(WORK TO BE COMPLETED): For the listing below, show each line that includes the string "escaped".
------------------------------------
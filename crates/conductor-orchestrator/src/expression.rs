//! A small, side-effect free expression language for condition steps.
//!
//! Grammar (lowest to highest precedence):
//!
//! ```text
//! or         := and (("||" | "or") and)*
//! and        := comparison (("&&" | "and") comparison)*
//! comparison := unary (("==" | "!=" | "<" | "<=" | ">" | ">=") unary)?
//! unary      := ("!" | "not" | "-") unary | primary
//! primary    := number | string | "true" | "false" | "null"
//!             | identifier | "(" or ")"
//! ```
//!
//! Identifiers may contain dotted paths (`user.age`, `items.0`) and may start
//! with `$` or `@`. They are resolved through a caller-supplied lookup; unknown
//! names evaluate to `null`. Nothing else is reachable from an expression.

use conductor_core::{ConductorError, ConductorResult};
use serde_json::Value;

const MAX_DEPTH: usize = 64;

#[derive(Debug, Clone, PartialEq)]
enum Token {
    Number(f64),
    Str(String),
    Ident(String),
    True,
    False,
    Null,
    And,
    Or,
    Not,
    Minus,
    Eq,
    Ne,
    Lt,
    Le,
    Gt,
    Ge,
    LParen,
    RParen,
}

/// Evaluate `expression` to a boolean using JavaScript-like truthiness.
pub fn evaluate_condition(
    expression: &str,
    lookup: &dyn Fn(&str) -> Option<Value>,
) -> ConductorResult<bool> {
    evaluate(expression, lookup).map(|v| truthy(&v))
}

/// Evaluate `expression` to a value.
pub fn evaluate(expression: &str, lookup: &dyn Fn(&str) -> Option<Value>) -> ConductorResult<Value> {
    let tokens = tokenize(expression)?;
    if tokens.is_empty() {
        return Err(ConductorError::Expression("empty expression".to_string()));
    }
    let mut parser = Parser {
        tokens,
        pos: 0,
        depth: 0,
        lookup,
    };
    let value = parser.or()?;
    if let Some(token) = parser.peek() {
        return Err(ConductorError::Expression(format!(
            "unexpected token {token:?} in '{expression}'"
        )));
    }
    Ok(value)
}

/// `null`, `false`, `0`, `NaN` and `""` are false; everything else is true.
pub fn truthy(value: &Value) -> bool {
    match value {
        Value::Null => false,
        Value::Bool(b) => *b,
        Value::Number(n) => n.as_f64().is_some_and(|f| f != 0.0 && !f.is_nan()),
        Value::String(s) => !s.is_empty(),
        Value::Array(_) | Value::Object(_) => true,
    }
}

fn tokenize(input: &str) -> ConductorResult<Vec<Token>> {
    let chars: Vec<char> = input.chars().collect();
    let mut tokens = Vec::new();
    let mut i = 0;

    while i < chars.len() {
        let c = chars[i];
        if c.is_whitespace() {
            i += 1;
            continue;
        }

        let next = chars.get(i + 1).copied();
        let third = chars.get(i + 2).copied();
        match c {
            '(' => {
                tokens.push(Token::LParen);
                i += 1;
            }
            ')' => {
                tokens.push(Token::RParen);
                i += 1;
            }
            '-' => {
                tokens.push(Token::Minus);
                i += 1;
            }
            '&' if next == Some('&') => {
                tokens.push(Token::And);
                i += 2;
            }
            '|' if next == Some('|') => {
                tokens.push(Token::Or);
                i += 2;
            }
            '=' if next == Some('=') => {
                tokens.push(Token::Eq);
                i += if third == Some('=') { 3 } else { 2 };
            }
            '!' if next == Some('=') => {
                tokens.push(Token::Ne);
                i += if third == Some('=') { 3 } else { 2 };
            }
            '!' => {
                tokens.push(Token::Not);
                i += 1;
            }
            '<' if next == Some('=') => {
                tokens.push(Token::Le);
                i += 2;
            }
            '<' => {
                tokens.push(Token::Lt);
                i += 1;
            }
            '>' if next == Some('=') => {
                tokens.push(Token::Ge);
                i += 2;
            }
            '>' => {
                tokens.push(Token::Gt);
                i += 1;
            }
            '\'' | '"' => {
                let quote = c;
                let mut text = String::new();
                i += 1;
                loop {
                    match chars.get(i) {
                        None => {
                            return Err(ConductorError::Expression(format!(
                                "unterminated string in '{input}'"
                            )))
                        }
                        Some('\\') => {
                            if let Some(escaped) = chars.get(i + 1) {
                                text.push(*escaped);
                            }
                            i += 2;
                        }
                        Some(ch) if *ch == quote => {
                            i += 1;
                            break;
                        }
                        Some(ch) => {
                            text.push(*ch);
                            i += 1;
                        }
                    }
                }
                tokens.push(Token::Str(text));
            }
            c if c.is_ascii_digit() => {
                let start = i;
                while i < chars.len() && (chars[i].is_ascii_digit() || chars[i] == '.') {
                    i += 1;
                }
                let literal: String = chars[start..i].iter().collect();
                let number = literal.parse::<f64>().map_err(|_| {
                    ConductorError::Expression(format!("invalid number '{literal}'"))
                })?;
                tokens.push(Token::Number(number));
            }
            c if c.is_alphabetic() || c == '_' || c == '$' || c == '@' => {
                let start = i;
                i += 1;
                while i < chars.len()
                    && (chars[i].is_alphanumeric() || chars[i] == '_' || chars[i] == '.')
                {
                    i += 1;
                }
                let word: String = chars[start..i].iter().collect();
                tokens.push(match word.as_str() {
                    "true" => Token::True,
                    "false" => Token::False,
                    "null" => Token::Null,
                    "and" => Token::And,
                    "or" => Token::Or,
                    "not" => Token::Not,
                    _ => Token::Ident(word),
                });
            }
            other => {
                return Err(ConductorError::Expression(format!(
                    "unexpected character '{other}' in '{input}'"
                )))
            }
        }
    }

    Ok(tokens)
}

struct Parser<'a> {
    tokens: Vec<Token>,
    pos: usize,
    depth: usize,
    lookup: &'a dyn Fn(&str) -> Option<Value>,
}

impl Parser<'_> {
    fn peek(&self) -> Option<&Token> {
        self.tokens.get(self.pos)
    }

    fn advance(&mut self) -> Option<Token> {
        let token = self.tokens.get(self.pos).cloned();
        self.pos += 1;
        token
    }

    fn eat(&mut self, expected: &Token) -> bool {
        if self.peek() == Some(expected) {
            self.pos += 1;
            true
        } else {
            false
        }
    }

    fn descend(&mut self) -> ConductorResult<()> {
        self.depth += 1;
        if self.depth > MAX_DEPTH {
            return Err(ConductorError::Expression(
                "expression nested too deeply".to_string(),
            ));
        }
        Ok(())
    }

    fn or(&mut self) -> ConductorResult<Value> {
        let mut left = self.and()?;
        while self.eat(&Token::Or) {
            let right = self.and()?;
            left = Value::Bool(truthy(&left) || truthy(&right));
        }
        Ok(left)
    }

    fn and(&mut self) -> ConductorResult<Value> {
        let mut left = self.comparison()?;
        while self.eat(&Token::And) {
            let right = self.comparison()?;
            left = Value::Bool(truthy(&left) && truthy(&right));
        }
        Ok(left)
    }

    fn comparison(&mut self) -> ConductorResult<Value> {
        let left = self.unary()?;
        let op = match self.peek() {
            Some(
                token @ (Token::Eq | Token::Ne | Token::Lt | Token::Le | Token::Gt | Token::Ge),
            ) => token.clone(),
            _ => return Ok(left),
        };
        self.pos += 1;
        let right = self.unary()?;

        let result = match op {
            Token::Eq => loose_eq(&left, &right),
            Token::Ne => !loose_eq(&left, &right),
            Token::Lt => compare(&left, &right).is_some_and(|o| o.is_lt()),
            Token::Le => compare(&left, &right).is_some_and(|o| o.is_le()),
            Token::Gt => compare(&left, &right).is_some_and(|o| o.is_gt()),
            _ => compare(&left, &right).is_some_and(|o| o.is_ge()),
        };
        Ok(Value::Bool(result))
    }

    fn unary(&mut self) -> ConductorResult<Value> {
        if self.eat(&Token::Not) {
            self.descend()?;
            let value = self.unary()?;
            self.depth -= 1;
            return Ok(Value::Bool(!truthy(&value)));
        }
        if self.eat(&Token::Minus) {
            self.descend()?;
            let value = self.unary()?;
            self.depth -= 1;
            let number = as_number(&value).ok_or_else(|| {
                ConductorError::Expression(format!("cannot negate {value}"))
            })?;
            return Ok(number_value(-number));
        }
        self.primary()
    }

    fn primary(&mut self) -> ConductorResult<Value> {
        match self.advance() {
            Some(Token::Number(n)) => Ok(number_value(n)),
            Some(Token::Str(s)) => Ok(Value::String(s)),
            Some(Token::True) => Ok(Value::Bool(true)),
            Some(Token::False) => Ok(Value::Bool(false)),
            Some(Token::Null) => Ok(Value::Null),
            Some(Token::Ident(name)) => Ok((self.lookup)(&name).unwrap_or(Value::Null)),
            Some(Token::LParen) => {
                self.descend()?;
                let value = self.or()?;
                self.depth -= 1;
                if !self.eat(&Token::RParen) {
                    return Err(ConductorError::Expression("missing ')'".to_string()));
                }
                Ok(value)
            }
            Some(token) => Err(ConductorError::Expression(format!(
                "unexpected token {token:?}"
            ))),
            None => Err(ConductorError::Expression(
                "unexpected end of expression".to_string(),
            )),
        }
    }
}

fn number_value(n: f64) -> Value {
    serde_json::Number::from_f64(n).map_or(Value::Null, Value::Number)
}

/// Numbers, numeric strings and booleans coerce to a number.
fn as_number(value: &Value) -> Option<f64> {
    match value {
        Value::Number(n) => n.as_f64(),
        Value::String(s) => s.trim().parse::<f64>().ok(),
        Value::Bool(b) => Some(if *b { 1.0 } else { 0.0 }),
        _ => None,
    }
}

fn loose_eq(left: &Value, right: &Value) -> bool {
    match (left, right) {
        (Value::Null, Value::Null) => true,
        (Value::Null, _) | (_, Value::Null) => false,
        (Value::String(a), Value::String(b)) => a == b,
        (Value::Number(_) | Value::Bool(_), _) | (_, Value::Number(_) | Value::Bool(_)) => {
            match (as_number(left), as_number(right)) {
                (Some(a), Some(b)) => a == b,
                _ => false,
            }
        }
        _ => left == right,
    }
}

fn compare(left: &Value, right: &Value) -> Option<std::cmp::Ordering> {
    if let (Value::String(a), Value::String(b)) = (left, right) {
        if let (Ok(x), Ok(y)) = (a.trim().parse::<f64>(), b.trim().parse::<f64>()) {
            return x.partial_cmp(&y);
        }
        return Some(a.cmp(b));
    }
    as_number(left)?.partial_cmp(&as_number(right)?)
}

#[cfg(test)]
#[allow(clippy::unwrap_used, clippy::expect_used)]
mod tests {
    use super::*;
    use serde_json::json;

    fn scope(name: &str) -> Option<Value> {
        let vars = json!({
            "score": 7,
            "name": "ana",
            "count": "12",
            "flag": true,
            "empty": "",
            "user": {"age": 30, "tags": ["a", "b"]}
        });
        let (head, rest) = name.split_once('.').unwrap_or((name, ""));
        let mut value = vars.get(head.trim_start_matches('$'))?;
        for segment in rest.split('.').filter(|s| !s.is_empty()) {
            value = match value {
                Value::Array(items) => items.get(segment.parse::<usize>().ok()?)?,
                other => other.get(segment)?,
            };
        }
        Some(value.clone())
    }

    fn check(expression: &str) -> bool {
        evaluate_condition(expression, &scope).unwrap()
    }

    #[test]
    fn test_numeric_comparisons() {
        assert!(check("score > 5"));
        assert!(check("score >= 7 && score <= 7"));
        assert!(!check("score < 7"));
        assert!(check("-1 < score"));
    }

    #[test]
    fn test_numeric_string_coercion() {
        assert!(check("count > 9"));
        assert!(check("count == 12"));
        assert!(check("'10' > '9'"));
    }

    #[test]
    fn test_string_equality_and_strict_aliases() {
        assert!(check("name == 'ana'"));
        assert!(check("name === \"ana\""));
        assert!(check("name !== 'bob'"));
    }

    #[test]
    fn test_boolean_operators_and_precedence() {
        assert!(check("flag && score > 5 || false"));
        assert!(check("false || true && true"));
        assert!(!check("false || true && false"));
        assert!(check("not (score < 1) and flag"));
        assert!(check("!empty"));
    }

    #[test]
    fn test_nested_paths_and_dollar_prefix() {
        assert!(check("user.age == 30"));
        assert!(check("user.tags.1 == 'b'"));
        assert!(check("$score == 7"));
    }

    #[test]
    fn test_unknown_identifier_is_null() {
        assert!(check("missing == null"));
        assert!(!check("missing"));
        assert!(!check("missing > 1"));
    }

    #[test]
    fn test_truthiness() {
        assert!(!truthy(&json!(0)));
        assert!(!truthy(&json!("")));
        assert!(truthy(&json!([])));
        assert!(truthy(&json!({})));
        assert!(truthy(&json!("0")));
    }

    #[test]
    fn test_syntax_errors() {
        assert!(evaluate("", &scope).is_err());
        assert!(evaluate("score >", &scope).is_err());
        assert!(evaluate("(score > 1", &scope).is_err());
        assert!(evaluate("'open", &scope).is_err());
        assert!(evaluate("score > 1 2", &scope).is_err());
    }

    #[test]
    fn test_code_is_not_evaluated() {
        let err = evaluate("process.exit(1); true", &scope).unwrap_err();
        assert!(matches!(err, ConductorError::Expression(_)));
        assert!(evaluate("a = 1", &scope).is_err());
    }

    #[test]
    fn test_depth_limit() {
        let deep = format!("{}true{}", "(".repeat(100), ")".repeat(100));
        assert!(evaluate(&deep, &scope).is_err());
        let shallow = format!("{}true{}", "(".repeat(10), ")".repeat(10));
        assert!(evaluate_condition(&shallow, &scope).unwrap());
    }
}
use chrono::{DateTime, Utc};
use serde::{Deserialize, Serialize};
use serde_json::Value;
use std::collections::HashMap;
use tokio_util::sync::CancellationToken;
use uuid::Uuid;

/// Outcome of one step, recorded once the step (including retries) settles.
#[derive(Debug, Clone, PartialEq, Serialize, Deserialize)]
#[serde(rename_all = "camelCase")]
pub struct StepResult {
    pub step_id: String,
    pub success: bool,
    pub result: Value,
    #[serde(default, skip_serializing_if = "Option::is_none")]
    pub error: Option<String>,
    /// Values extracted through the step's `outputs` mapping.
    #[serde(default)]
    pub outputs: serde_json::Map<String, Value>,
    pub start_time: DateTime<Utc>,
    pub end_time: DateTime<Utc>,
    /// Wall-clock duration in milliseconds.
    pub duration: u64,
    pub retry_count: u32,
}

impl StepResult {
    /// A successful result that started at `start_time` and ends now.
    pub fn succeeded(step_id: impl Into<String>, result: Value, start_time: DateTime<Utc>) -> Self {
        Self::settle(step_id, Ok(result), start_time)
    }

    /// A failed result that started at `start_time` and ends now.
    pub fn failed(
        step_id: impl Into<String>,
        error: impl Into<String>,
        start_time: DateTime<Utc>,
    ) -> Self {
        Self::settle(step_id, Err(error.into()), start_time)
    }

    fn settle(
        step_id: impl Into<String>,
        outcome: Result<Value, String>,
        start_time: DateTime<Utc>,
    ) -> Self {
        let end_time = Utc::now();
        let duration = (end_time - start_time).num_milliseconds().max(0) as u64;
        let (success, result, error) = match outcome {
            Ok(value) => (true, value, None),
            Err(e) => (false, Value::Null, Some(e)),
        };
        Self {
            step_id: step_id.into(),
            success,
            result,
            error,
            outputs: serde_json::Map::new(),
            start_time,
            end_time,
            duration,
            retry_count: 0,
        }
    }

    pub fn with_retry_count(mut self, retry_count: u32) -> Self {
        self.retry_count = retry_count;
        self
    }

    pub fn with_outputs(mut self, outputs: serde_json::Map<String, Value>) -> Self {
        self.outputs = outputs;
        self
    }
}

/// One failed attempt that was followed by a retry.
#[derive(Debug, Clone, PartialEq, Serialize, Deserialize)]
#[serde(rename_all = "camelCase")]
pub struct ErrorRecord {
    pub step: String,
    pub error: String,
    pub timestamp: DateTime<Utc>,
    pub retry_attempt: u32,
}

impl ErrorRecord {
    pub fn new(step: impl Into<String>, error: impl Into<String>, retry_attempt: u32) -> Self {
        Self {
            step: step.into(),
            error: error.into(),
            timestamp: Utc::now(),
            retry_attempt,
        }
    }
}

/// Bookkeeping for a run.
#[derive(Debug, Clone, Serialize, Deserialize)]
#[serde(rename_all = "camelCase")]
pub struct ExecutionMetadata {
    pub start_time: DateTime<Utc>,
    pub current_step_index: usize,
    pub total_steps: usize,
    /// Total retries performed in this run. Never decreases.
    pub retry_count: u32,
    pub error_history: Vec<ErrorRecord>,
}

/// Shared mutable state for one pipeline or chain run.
///
/// Owned by exactly one run. Steps read it through `&ExecutionContext`; only the
/// owning run loop mutates it, after a step (or a parallel group) has settled.
#[derive(Debug, Clone, Serialize, Deserialize)]
#[serde(rename_all = "camelCase")]
pub struct ExecutionContext {
    pub pipeline_id: String,
    pub execution_id: String,
    /// The original run input, addressable through `input.<path>` references.
    pub input: Value,
    pub variables: HashMap<String, Value>,
    /// Settled step results in completion order. Ids are unique.
    pub step_results: Vec<StepResult>,
    pub metadata: ExecutionMetadata,
    #[serde(skip)]
    cancel: CancellationToken,
}

impl ExecutionContext {
    /// Create a context for a new run. Top-level keys of an object `input`
    /// seed the variables.
    pub fn new(pipeline_id: impl Into<String>, input: Value) -> Self {
        let variables = match &input {
            Value::Object(map) => map.iter().map(|(k, v)| (k.clone(), v.clone())).collect(),
            _ => HashMap::new(),
        };
        Self {
            pipeline_id: pipeline_id.into(),
            execution_id: Uuid::new_v4().to_string(),
            input,
            variables,
            step_results: Vec::new(),
            metadata: ExecutionMetadata {
                start_time: Utc::now(),
                current_step_index: 0,
                total_steps: 0,
                retry_count: 0,
                error_history: Vec::new(),
            },
            cancel: CancellationToken::new(),
        }
    }

    /// Use `token` as this run's cancellation signal.
    pub fn with_cancellation(mut self, token: CancellationToken) -> Self {
        self.cancel = token;
        self
    }

    pub fn cancellation_token(&self) -> &CancellationToken {
        &self.cancel
    }

    pub fn is_cancelled(&self) -> bool {
        self.cancel.is_cancelled()
    }

    /// Set a variable, overwriting any previous value.
    pub fn set_variable(&mut self, name: impl Into<String>, value: Value) {
        self.variables.insert(name.into(), value);
    }

    pub fn variable(&self, name: &str) -> Option<&Value> {
        self.variables.get(name)
    }

    /// Record a settled step. An existing entry for the same id is replaced in
    /// place, so ids stay unique.
    pub fn record_step(&mut self, result: StepResult) {
        match self
            .step_results
            .iter_mut()
            .find(|r| r.step_id == result.step_id)
        {
            Some(existing) => *existing = result,
            None => self.step_results.push(result),
        }
    }

    pub fn step_result(&self, step_id: &str) -> Option<&StepResult> {
        self.step_results.iter().find(|r| r.step_id == step_id)
    }

    /// True when `step_id` has a recorded, successful result.
    pub fn step_succeeded(&self, step_id: &str) -> bool {
        self.step_result(step_id).is_some_and(|r| r.success)
    }

    /// Append a retried failure to the error history and bump the retry count.
    pub fn record_error(&mut self, record: ErrorRecord) {
        self.metadata.retry_count += 1;
        self.metadata.error_history.push(record);
    }

    pub fn successful_steps(&self) -> usize {
        self.step_results.iter().filter(|r| r.success).count()
    }

    pub fn failed_steps(&self) -> usize {
        self.step_results.len() - self.successful_steps()
    }

    /// Fraction of executed steps that succeeded (0.0 when nothing ran).
    pub fn success_rate(&self) -> f64 {
        if self.step_results.is_empty() {
            0.0
        } else {
            self.successful_steps() as f64 / self.step_results.len() as f64
        }
    }

    /// The variables as a JSON object, e.g. to seed a fallback run.
    pub fn variables_as_value(&self) -> Value {
        Value::Object(
            self.variables
                .iter()
                .map(|(k, v)| (k.clone(), v.clone()))
                .collect(),
        )
    }
}

#[cfg(test)]
#[allow(clippy::unwrap_used, clippy::expect_used)]
mod tests {
    use super::*;
    use serde_json::json;

    #[test]
    fn test_new_context_seeds_variables() {
        let ctx = ExecutionContext::new("p1", json!({"user": "ana", "count": 2}));
        assert_eq!(ctx.variable("user"), Some(&json!("ana")));
        assert_eq!(ctx.variable("count"), Some(&json!(2)));
        assert!(ctx.step_results.is_empty());
        assert!(!ctx.execution_id.is_empty());
    }

    #[test]
    fn test_non_object_input_leaves_variables_empty() {
        let ctx = ExecutionContext::new("p1", json!("plain"));
        assert!(ctx.variables.is_empty());
        assert_eq!(ctx.input, json!("plain"));
    }

    #[test]
    fn test_set_variable_last_write_wins() {
        let mut ctx = ExecutionContext::new("p1", Value::Null);
        ctx.set_variable("x", json!(1));
        ctx.set_variable("x", json!(2));
        assert_eq!(ctx.variable("x"), Some(&json!(2)));
    }

    #[test]
    fn test_record_step_replaces_existing_entry() {
        let mut ctx = ExecutionContext::new("p1", Value::Null);
        let start = Utc::now();
        ctx.record_step(StepResult::failed("a", "boom", start));
        ctx.record_step(StepResult::succeeded("b", json!(1), start));
        ctx.record_step(StepResult::succeeded("a", json!(2), start));

        assert_eq!(ctx.step_results.len(), 2);
        assert_eq!(ctx.step_results[0].step_id, "a");
        assert!(ctx.step_succeeded("a"));
        assert_eq!(ctx.step_result("a").unwrap().result, json!(2));
    }

    #[test]
    fn test_step_succeeded_requires_success() {
        let mut ctx = ExecutionContext::new("p1", Value::Null);
        ctx.record_step(StepResult::failed("a", "boom", Utc::now()));
        assert!(!ctx.step_succeeded("a"));
        assert!(!ctx.step_succeeded("missing"));
    }

    #[test]
    fn test_record_error_increments_retry_count() {
        let mut ctx = ExecutionContext::new("p1", Value::Null);
        ctx.record_error(ErrorRecord::new("a", "timeout", 1));
        ctx.record_error(ErrorRecord::new("a", "timeout", 2));
        assert_eq!(ctx.metadata.retry_count, 2);
        assert_eq!(ctx.metadata.error_history.len(), 2);
        assert_eq!(ctx.metadata.error_history[1].retry_attempt, 2);
    }

    #[test]
    fn test_success_rate() {
        let mut ctx = ExecutionContext::new("p1", Value::Null);
        assert_eq!(ctx.success_rate(), 0.0);
        let start = Utc::now();
        ctx.record_step(StepResult::succeeded("a", Value::Null, start));
        ctx.record_step(StepResult::failed("b", "x", start));
        assert!((ctx.success_rate() - 0.5).abs() < f64::EPSILON);
        assert_eq!(ctx.failed_steps(), 1);
    }

    #[test]
    fn test_context_serialization_skips_token() {
        let ctx = ExecutionContext::new("p1", json!({"a": 1}));
        let json = serde_json::to_value(&ctx).unwrap();
        assert_eq!(json["pipelineId"], "p1");
        assert!(json.get("cancel").is_none());
        let parsed: ExecutionContext = serde_json::from_value(json).unwrap();
        assert_eq!(parsed.execution_id, ctx.execution_id);
        assert!(!parsed.is_cancelled());
    }

    #[test]
    fn test_cancellation_token_shared() {
        let token = CancellationToken::new();
        let ctx = ExecutionContext::new("p1", Value::Null).with_cancellation(token.clone());
        assert!(!ctx.is_cancelled());
        token.cancel();
        assert!(ctx.is_cancelled());
    }
}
------------------------------------
(TASK RESULT):
                            if let Some(escaped) = chars.get(i + 1) {
                                text.push(*escaped);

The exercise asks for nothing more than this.